In 1854, while on his way home from Canada, he lost his right arm in a railway accident.

Cheney was elected a director of Wells Fargo & Company in September 1854 in place of Alpheus Reynolds, who had resigned. On April 15, 1863, the Wells Fargo management named Cheney, Danford N. Barney and William Fargo a committee to go to California "in the best interests of the company". Traveling by stage, they spent most of July, all of August, and most of September 1863 in California looking after the company's affairs.

He retired from the Wells Fargo board in 1877, but again served as a director from 1882 to the beginning of 1884.

Cheney sold United States & Canada Express in 1879 to American Express, at which time he became the company's largest shareholder as well as treasurer and a director. He remained a large shareholder of Wells Fargo, National Express, and others.

=== Railroads ===
Through his business contacts, Cheney became interested in the Vermont Central Railroad (later the Central Vermont), the Northern Pacific Railway, the Atchison, Topeka and Santa Fe Railway, and the San Diego Land and Town Company. He was also the founder and a director of the Market National Bank of Boston and the American Loan and Trust Company.

He helped finance the Northern Pacific and the Atchison, Topeka and Santa Fe, and had much to do with getting Wells Fargo's express service on both roads. He was a director of the Santa Fe from 1873 to 1894.

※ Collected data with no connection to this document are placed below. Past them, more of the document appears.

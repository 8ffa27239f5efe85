// src/core/transaction/driver.rs
//! The execution boundary the coordinator and connection talk to.

use std::collections::VecDeque;

use tracing::trace;

use super::errors::DriverError;
use crate::core::common::types::{ExecutionEnvelope, Value};
use crate::core::query::formatter::Formatter;

/// Transaction control and statement execution against an SQL engine.
///
/// Calls are synchronous and issued in exactly the order the coordinator
/// decides; implementations must not reorder or batch them.
pub trait Driver {
    /// # Errors
    /// Returns `DriverError` if the engine rejects the call.
    fn begin(&mut self) -> Result<(), DriverError>;

    /// # Errors
    /// Returns `DriverError` if the engine rejects the call.
    fn commit(&mut self) -> Result<(), DriverError>;

    /// # Errors
    /// Returns `DriverError` if the engine rejects the call.
    fn rollback(&mut self) -> Result<(), DriverError>;

    /// # Errors
    /// Returns `DriverError` if the engine rejects the call.
    fn savepoint(&mut self, id: &str) -> Result<(), DriverError>;

    /// # Errors
    /// Returns `DriverError` if the engine rejects the call.
    fn rollback_to_savepoint(&mut self, id: &str) -> Result<(), DriverError>;

    /// # Errors
    /// Returns `DriverError` if the statement fails.
    fn execute(&mut self, sql: &str, bindings: &[Value]) -> Result<ExecutionEnvelope, DriverError>;
}

/// Anything that can run SQL text with positional bindings.
pub trait StatementExecutor {
    /// # Errors
    /// Returns `DriverError` if the statement fails.
    fn execute(&mut self, sql: &str, bindings: &[Value]) -> Result<ExecutionEnvelope, DriverError>;
}

/// A [`Driver`] that expresses transaction control as SQL statements in the
/// formatter's dialect and hands them to a [`StatementExecutor`].
///
/// Savepoints are named `<prefix><id>`.
#[derive(Debug)]
pub struct SqlDriver<X> {
    executor: X,
    formatter: Box<dyn Formatter>,
    savepoint_prefix: String,
}

impl<X: StatementExecutor> SqlDriver<X> {
    pub fn new(executor: X, formatter: Box<dyn Formatter>, savepoint_prefix: impl Into<String>) -> Self {
        Self { executor, formatter, savepoint_prefix: savepoint_prefix.into() }
    }

    pub const fn executor(&self) -> &X {
        &self.executor
    }

    pub fn into_executor(self) -> X {
        self.executor
    }

    fn savepoint_name(&self, id: &str) -> String {
        format!("{}{id}", self.savepoint_prefix)
    }

    fn control(&mut self, sql: &str) -> Result<(), DriverError> {
        trace!(sql, "issuing transaction control statement");
        self.executor.execute(sql, &[]).map(|_| ())
    }
}

impl<X: StatementExecutor> Driver for SqlDriver<X> {
    fn begin(&mut self) -> Result<(), DriverError> {
        let sql = self.formatter.begin_sql();
        self.control(sql)
    }

    fn commit(&mut self) -> Result<(), DriverError> {
        self.control("COMMIT")
    }

    fn rollback(&mut self) -> Result<(), DriverError> {
        self.control("ROLLBACK")
    }

    fn savepoint(&mut self, id: &str) -> Result<(), DriverError> {
        let sql = self
            .formatter
            .savepoint_sql(&self.savepoint_name(id))
            .map_err(|e| DriverError::new(e.to_string()))?;
        self.control(&sql)
    }

    fn rollback_to_savepoint(&mut self, id: &str) -> Result<(), DriverError> {
        let sql = self
            .formatter
            .rollback_to_savepoint_sql(&self.savepoint_name(id))
            .map_err(|e| DriverError::new(e.to_string()))?;
        self.control(&sql)
    }

    fn execute(&mut self, sql: &str, bindings: &[Value]) -> Result<ExecutionEnvelope, DriverError> {
        self.executor.execute(sql, bindings)
    }
}

/// A call observed by [`RecordingDriver`].
#[derive(Debug, Clone, PartialEq, Eq)]
pub enum DriverCall {
    Begin,
    Commit,
    Rollback,
    Savepoint(String),
    RollbackToSavepoint(String),
    Execute(String),
}

/// In-memory driver that records every call in order.
///
/// Individual calls can be scripted to fail once with [`fail_on`], and
/// `execute` answers with queued envelopes before falling back to an empty
/// one.
///
/// [`fail_on`]: RecordingDriver::fail_on
#[derive(Debug, Default)]
pub struct RecordingDriver {
    calls: Vec<DriverCall>,
    failures: Vec<DriverCall>,
    responses: VecDeque<ExecutionEnvelope>,
}

impl RecordingDriver {
    #[must_use]
    pub fn new() -> Self {
        Self::default()
    }

    /// Makes the next call equal to `call` fail.
    pub fn fail_on(&mut self, call: DriverCall) -> &mut Self {
        self.failures.push(call);
        self
    }

    /// Queues the envelope returned by the next `execute`. Its `sql` and
    /// `bindings` are overwritten with the statement actually executed.
    pub fn push_response(&mut self, envelope: ExecutionEnvelope) -> &mut Self {
        self.responses.push_back(envelope);
        self
    }

    #[must_use]
    pub fn calls(&self) -> &[DriverCall] {
        &self.calls
    }

    pub fn take_calls(&mut self) -> Vec<DriverCall> {
        std::mem::take(&mut self.calls)
    }

    #[must_use]
    pub fn count(&self, call: &DriverCall) -> usize {
        self.calls.iter().filter(|c| *c == call).count()
    }

    fn record(&mut self, call: DriverCall) -> Result<(), DriverError> {
        let failure = self.failures.iter().position(|f| *f == call);
        self.calls.push(call);
        match failure {
            Some(index) => {
                let failed = self.failures.remove(index);
                Err(DriverError::new(format!("scripted failure of {failed:?}")))
            }
            None => Ok(()),
        }
    }
}

impl Driver for RecordingDriver {
    fn begin(&mut self) -> Result<(), DriverError> {
        self.record(DriverCall::Begin)
    }

    fn commit(&mut self) -> Result<(), DriverError> {
        self.record(DriverCall::Commit)
    }

    fn rollback(&mut self) -> Result<(), DriverError> {
        self.record(DriverCall::Rollback)
    }

    fn savepoint(&mut self, id: &str) -> Result<(), DriverError> {
        self.record(DriverCall::Savepoint(id.to_string()))
    }

    fn rollback_to_savepoint(&mut self, id: &str) -> Result<(), DriverError> {
        self.record(DriverCall::RollbackToSavepoint(id.to_string()))
    }

    fn execute(&mut self, sql: &str, bindings: &[Value]) -> Result<ExecutionEnvelope, DriverError> {
        StatementExecutor::execute(self, sql, bindings)
    }
}

impl StatementExecutor for RecordingDriver {
    fn execute(&mut self, sql: &str, bindings: &[Value]) -> Result<ExecutionEnvelope, DriverError> {
        self.record(DriverCall::Execute(sql.to_string()))?;
        let mut envelope =
            self.responses.pop_front().unwrap_or_else(|| ExecutionEnvelope::new(sql, Vec::new()));
        envelope.sql = sql.to_string();
        envelope.bindings = bindings.to_vec();
        Ok(envelope)
    }
}

#[cfg(test)]
mod tests {
    use super::*;
    use crate::core::query::formatter::{MySqlFormatter, PostgresFormatter};

    #[test]
    fn test_recording_driver_scripted_failure_fires_once() {
        let mut driver = RecordingDriver::new();
        driver.fail_on(DriverCall::Commit);

        assert!(driver.begin().is_ok());
        assert!(driver.commit().is_err());
        assert!(driver.commit().is_ok());
        assert_eq!(driver.calls(), &[DriverCall::Begin, DriverCall::Commit, DriverCall::Commit]);
    }

    #[test]
    fn test_recording_driver_returns_queued_envelope() {
        let mut driver = RecordingDriver::new();
        driver.push_response(ExecutionEnvelope::new("", Vec::new()).with_affected_rows(3));

        let first = Driver::execute(&mut driver, "DELETE FROM t", &[]).unwrap();
        assert_eq!(first.affected_rows(), 3);
        assert_eq!(first.sql, "DELETE FROM t");

        let second = Driver::execute(&mut driver, "SELECT ?", &[Value::Integer(1)]).unwrap();
        assert_eq!(second.affected_rows(), 0);
        assert_eq!(second.bindings, vec![Value::Integer(1)]);
    }

    #[test]
    fn test_sql_driver_renders_control_statements() {
        let mut driver = SqlDriver::new(RecordingDriver::new(), Box::new(PostgresFormatter), "sp_");
        driver.begin().unwrap();
        driver.savepoint("2").unwrap();
        driver.rollback_to_savepoint("2").unwrap();
        driver.commit().unwrap();

        let calls = driver.into_executor().take_calls();
        assert_eq!(
            calls,
            vec![
                DriverCall::Execute("BEGIN".to_string()),
                DriverCall::Execute("SAVEPOINT \"sp_2\"".to_string()),
                DriverCall::Execute("ROLLBACK TO SAVEPOINT \"sp_2\"".to_string()),
                DriverCall::Execute("COMMIT".to_string()),
            ]
        );
    }

    #[test]
    fn test_sql_driver_rejects_invalid_savepoint_name() {
        let mut driver = SqlDriver::new(RecordingDriver::new(), Box::new(PostgresFormatter), "sp-");
        let err = driver.savepoint("2").unwrap_err();
        assert!(err.message.contains("sp-2"));
        assert!(driver.executor().calls().is_empty());
    }

    #[test]
    fn test_sql_driver_uses_dialect_begin() {
        let mut driver = SqlDriver::new(RecordingDriver::new(), Box::new(MySqlFormatter), "sp_");
        driver.begin().unwrap();
        driver.rollback().unwrap();
        assert_eq!(
            driver.executor().calls(),
            &[DriverCall::Execute("START TRANSACTION".to_string()), DriverCall::Execute("ROLLBACK".to_string())]
        );
    }
}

When it became evident the railroad was in dire straits, other directors sold their shares. Cheney, by contrast, refused to take advantage of his inside information and held his shares, suffering a significant personal loss when the railroad went bankrupt in the Panic of 1893 and was reorganized.

==Philanthropy==
Cheney was a member of the New England Historic Genealogical Society. He donated $50,000 to Dartmouth College, and in 1886 he presented a bronze statue by Thomas Ball of his friend Daniel Webster to the people of New Hampshire; today it is located in front of the New Hampshire State House. He also helped develop the eastern part of Washington state with a railroad line. As a result, Cheney, Washington, is named in his honor, Located southwest of Spokane, Cheney was laid out in 1880 and incorporated as a city in 1883. The Illustrated Columbia Encyclopedia, 3rd edition, Vol. 5, p. 1279. New York: Columbia University Press, 1963. and with a $10,000 grant he helped establish a school there in 1882 that evolved into Eastern Washington University. Established in 1882 as Benjamin P. Cheney Academy, it became Washington State Normal School in 1889, Eastern Washington College of Education in 1937, Eastern Washington State College in 1961, and Eastern Washington University in 1977.

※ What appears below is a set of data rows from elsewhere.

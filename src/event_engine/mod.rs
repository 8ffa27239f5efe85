// src/event_engine/mod.rs

// Observational notifications emitted by the transaction coordinator.
pub mod handler;

pub use handler::{CollectingListener, Dispatcher, EventListener, TracingListener, TransactionEvent};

Cheney was also one of the most generous supporters of the Massachusetts Horticultural Society, after becoming a member in 1864. His property in Wellesley, Massachusetts, is now protected as Elm Bank Reservation.

==Personal life==
On June 6, 1865, Cheney married Elizabeth Stickney Clapp, daughter of Asahel and Elizabeth Searle (Whiting) Clapp of Dorchester, Massachusetts. The Cheneys had two sons, Benjamin Pierce Cheney Jr. and Charles P., and three daughters, Alice Steele, Mary and Elizabeth.

==Later life and death==
Cheney amassed a fortune estimated at $10,000,000. He was again elected a director of Wells Fargo upon the death of Leland Stanford in June 1893, and served until his own death in July 1895. His son then served as a director of Wells Fargo until August 1899.

Cheney's estate in Wellesley, Massachusetts has since become the Elm Bank Horticulture Center. He retired to this 198 acre property on the Charles River in his last years and occupied himself with beautifying the land with conservatories and gardens. He died on July 23, 1895.